Supplied records: Begin

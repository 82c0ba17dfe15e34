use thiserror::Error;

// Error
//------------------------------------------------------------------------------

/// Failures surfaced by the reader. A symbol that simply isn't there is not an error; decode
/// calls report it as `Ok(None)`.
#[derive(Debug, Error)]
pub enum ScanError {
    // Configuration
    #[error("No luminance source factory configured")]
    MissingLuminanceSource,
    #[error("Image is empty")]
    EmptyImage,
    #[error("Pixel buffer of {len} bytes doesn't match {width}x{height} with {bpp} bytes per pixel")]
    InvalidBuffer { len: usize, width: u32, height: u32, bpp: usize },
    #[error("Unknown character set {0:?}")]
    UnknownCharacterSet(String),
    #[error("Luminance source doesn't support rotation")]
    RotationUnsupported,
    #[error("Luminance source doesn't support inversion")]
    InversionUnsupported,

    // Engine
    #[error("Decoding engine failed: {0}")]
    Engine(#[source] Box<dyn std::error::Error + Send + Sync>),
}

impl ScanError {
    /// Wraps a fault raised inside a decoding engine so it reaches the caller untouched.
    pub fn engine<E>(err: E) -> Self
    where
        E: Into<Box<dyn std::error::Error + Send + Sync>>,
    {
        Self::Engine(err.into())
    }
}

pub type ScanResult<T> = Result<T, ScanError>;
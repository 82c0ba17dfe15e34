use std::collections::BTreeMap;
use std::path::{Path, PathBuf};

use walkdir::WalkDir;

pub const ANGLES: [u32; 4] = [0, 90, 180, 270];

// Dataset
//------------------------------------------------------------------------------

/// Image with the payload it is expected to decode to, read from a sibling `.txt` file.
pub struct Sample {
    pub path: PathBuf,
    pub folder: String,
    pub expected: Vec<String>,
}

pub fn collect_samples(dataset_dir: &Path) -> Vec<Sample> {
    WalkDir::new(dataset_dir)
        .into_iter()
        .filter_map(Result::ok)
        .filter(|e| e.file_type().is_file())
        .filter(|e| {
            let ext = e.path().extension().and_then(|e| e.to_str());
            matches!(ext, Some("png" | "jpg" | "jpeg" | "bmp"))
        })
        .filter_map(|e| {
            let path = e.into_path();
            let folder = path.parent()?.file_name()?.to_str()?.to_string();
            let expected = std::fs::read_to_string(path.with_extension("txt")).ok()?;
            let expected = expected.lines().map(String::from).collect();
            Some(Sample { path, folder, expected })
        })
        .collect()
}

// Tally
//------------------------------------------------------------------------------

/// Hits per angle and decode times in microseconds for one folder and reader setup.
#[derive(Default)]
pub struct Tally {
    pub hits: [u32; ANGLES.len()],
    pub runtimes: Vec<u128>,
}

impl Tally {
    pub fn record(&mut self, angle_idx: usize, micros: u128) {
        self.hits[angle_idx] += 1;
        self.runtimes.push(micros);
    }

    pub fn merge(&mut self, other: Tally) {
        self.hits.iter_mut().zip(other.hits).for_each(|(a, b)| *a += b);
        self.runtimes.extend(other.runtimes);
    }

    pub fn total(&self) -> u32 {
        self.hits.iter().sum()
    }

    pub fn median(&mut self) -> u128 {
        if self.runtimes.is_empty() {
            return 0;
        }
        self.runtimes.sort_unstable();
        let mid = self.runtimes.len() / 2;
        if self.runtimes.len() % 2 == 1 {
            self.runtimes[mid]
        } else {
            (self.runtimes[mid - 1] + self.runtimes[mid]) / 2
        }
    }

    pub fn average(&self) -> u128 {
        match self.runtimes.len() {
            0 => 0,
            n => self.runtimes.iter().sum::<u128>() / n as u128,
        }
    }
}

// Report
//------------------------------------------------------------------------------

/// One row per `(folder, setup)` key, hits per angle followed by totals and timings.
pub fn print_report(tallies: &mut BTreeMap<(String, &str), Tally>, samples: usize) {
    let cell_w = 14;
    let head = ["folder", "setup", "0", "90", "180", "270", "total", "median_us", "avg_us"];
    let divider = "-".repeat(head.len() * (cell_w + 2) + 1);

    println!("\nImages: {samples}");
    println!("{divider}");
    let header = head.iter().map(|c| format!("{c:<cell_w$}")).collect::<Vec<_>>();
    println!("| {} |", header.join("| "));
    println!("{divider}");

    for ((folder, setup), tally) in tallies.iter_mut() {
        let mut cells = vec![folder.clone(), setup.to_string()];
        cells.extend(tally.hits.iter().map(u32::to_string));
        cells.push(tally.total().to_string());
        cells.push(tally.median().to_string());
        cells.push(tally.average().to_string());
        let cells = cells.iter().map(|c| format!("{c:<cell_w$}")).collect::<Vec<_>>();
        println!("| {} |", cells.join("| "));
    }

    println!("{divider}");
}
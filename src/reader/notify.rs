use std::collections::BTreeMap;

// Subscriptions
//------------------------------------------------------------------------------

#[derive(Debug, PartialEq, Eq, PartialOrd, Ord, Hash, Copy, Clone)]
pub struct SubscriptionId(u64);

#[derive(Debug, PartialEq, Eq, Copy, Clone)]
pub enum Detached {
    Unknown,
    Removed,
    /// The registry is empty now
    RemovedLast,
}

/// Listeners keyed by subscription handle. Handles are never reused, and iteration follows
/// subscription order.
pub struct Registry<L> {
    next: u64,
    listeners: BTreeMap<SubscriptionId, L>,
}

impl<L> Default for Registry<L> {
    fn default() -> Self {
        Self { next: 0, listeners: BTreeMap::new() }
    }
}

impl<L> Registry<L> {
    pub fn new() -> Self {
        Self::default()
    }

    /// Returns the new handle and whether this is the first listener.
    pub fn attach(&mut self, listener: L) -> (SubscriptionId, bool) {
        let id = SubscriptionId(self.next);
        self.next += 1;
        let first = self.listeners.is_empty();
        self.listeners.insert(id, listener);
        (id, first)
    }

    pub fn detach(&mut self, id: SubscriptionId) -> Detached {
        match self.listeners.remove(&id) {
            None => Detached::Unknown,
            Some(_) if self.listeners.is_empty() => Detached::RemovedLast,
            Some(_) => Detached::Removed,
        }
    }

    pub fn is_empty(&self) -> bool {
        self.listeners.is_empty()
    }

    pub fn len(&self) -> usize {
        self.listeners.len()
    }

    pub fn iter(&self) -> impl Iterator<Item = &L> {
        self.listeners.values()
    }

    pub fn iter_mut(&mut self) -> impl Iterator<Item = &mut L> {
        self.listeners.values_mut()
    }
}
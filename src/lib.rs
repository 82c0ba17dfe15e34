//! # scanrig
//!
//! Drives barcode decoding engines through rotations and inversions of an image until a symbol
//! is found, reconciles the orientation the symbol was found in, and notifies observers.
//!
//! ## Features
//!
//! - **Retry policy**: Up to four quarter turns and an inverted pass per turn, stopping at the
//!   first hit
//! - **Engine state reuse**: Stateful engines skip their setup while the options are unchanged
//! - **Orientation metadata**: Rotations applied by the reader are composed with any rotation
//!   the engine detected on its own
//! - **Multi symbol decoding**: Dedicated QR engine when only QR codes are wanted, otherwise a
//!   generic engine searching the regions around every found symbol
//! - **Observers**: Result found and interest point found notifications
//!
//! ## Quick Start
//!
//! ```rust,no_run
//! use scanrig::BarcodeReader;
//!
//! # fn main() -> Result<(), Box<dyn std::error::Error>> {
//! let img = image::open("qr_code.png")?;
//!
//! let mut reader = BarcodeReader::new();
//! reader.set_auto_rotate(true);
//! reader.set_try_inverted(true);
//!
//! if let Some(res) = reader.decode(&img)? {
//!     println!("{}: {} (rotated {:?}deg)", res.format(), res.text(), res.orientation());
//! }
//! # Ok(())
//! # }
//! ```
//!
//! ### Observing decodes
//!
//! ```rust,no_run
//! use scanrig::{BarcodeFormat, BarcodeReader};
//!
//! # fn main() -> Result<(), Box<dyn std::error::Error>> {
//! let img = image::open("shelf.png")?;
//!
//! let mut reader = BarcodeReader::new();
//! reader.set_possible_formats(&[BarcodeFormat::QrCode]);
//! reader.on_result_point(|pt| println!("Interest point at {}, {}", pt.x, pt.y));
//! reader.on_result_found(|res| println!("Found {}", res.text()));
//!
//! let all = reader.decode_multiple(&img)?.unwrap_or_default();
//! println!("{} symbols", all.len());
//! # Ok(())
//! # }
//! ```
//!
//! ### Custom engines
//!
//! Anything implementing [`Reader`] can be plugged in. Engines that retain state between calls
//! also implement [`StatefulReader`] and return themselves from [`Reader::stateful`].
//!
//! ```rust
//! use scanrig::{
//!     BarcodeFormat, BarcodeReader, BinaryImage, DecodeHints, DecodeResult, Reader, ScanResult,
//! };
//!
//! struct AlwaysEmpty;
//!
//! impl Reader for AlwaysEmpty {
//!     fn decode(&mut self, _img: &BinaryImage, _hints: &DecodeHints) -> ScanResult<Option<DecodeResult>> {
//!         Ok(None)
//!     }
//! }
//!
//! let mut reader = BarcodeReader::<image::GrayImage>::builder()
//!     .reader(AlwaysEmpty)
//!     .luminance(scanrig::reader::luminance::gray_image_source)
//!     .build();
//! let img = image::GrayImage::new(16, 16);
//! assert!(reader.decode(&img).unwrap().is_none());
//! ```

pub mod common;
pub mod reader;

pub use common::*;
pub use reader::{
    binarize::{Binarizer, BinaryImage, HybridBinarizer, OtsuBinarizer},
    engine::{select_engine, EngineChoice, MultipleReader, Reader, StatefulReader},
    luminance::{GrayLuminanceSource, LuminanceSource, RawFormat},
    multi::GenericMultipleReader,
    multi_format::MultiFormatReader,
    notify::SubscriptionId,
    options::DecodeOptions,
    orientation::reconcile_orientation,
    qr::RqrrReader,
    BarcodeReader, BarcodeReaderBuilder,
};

Supplied records: End

▶ **What to work on**: Consider the entries above and return each line with the string "PathBuf".

▶ **The completed task**:
use std::path::{Path, PathBuf};
    pub path: PathBuf,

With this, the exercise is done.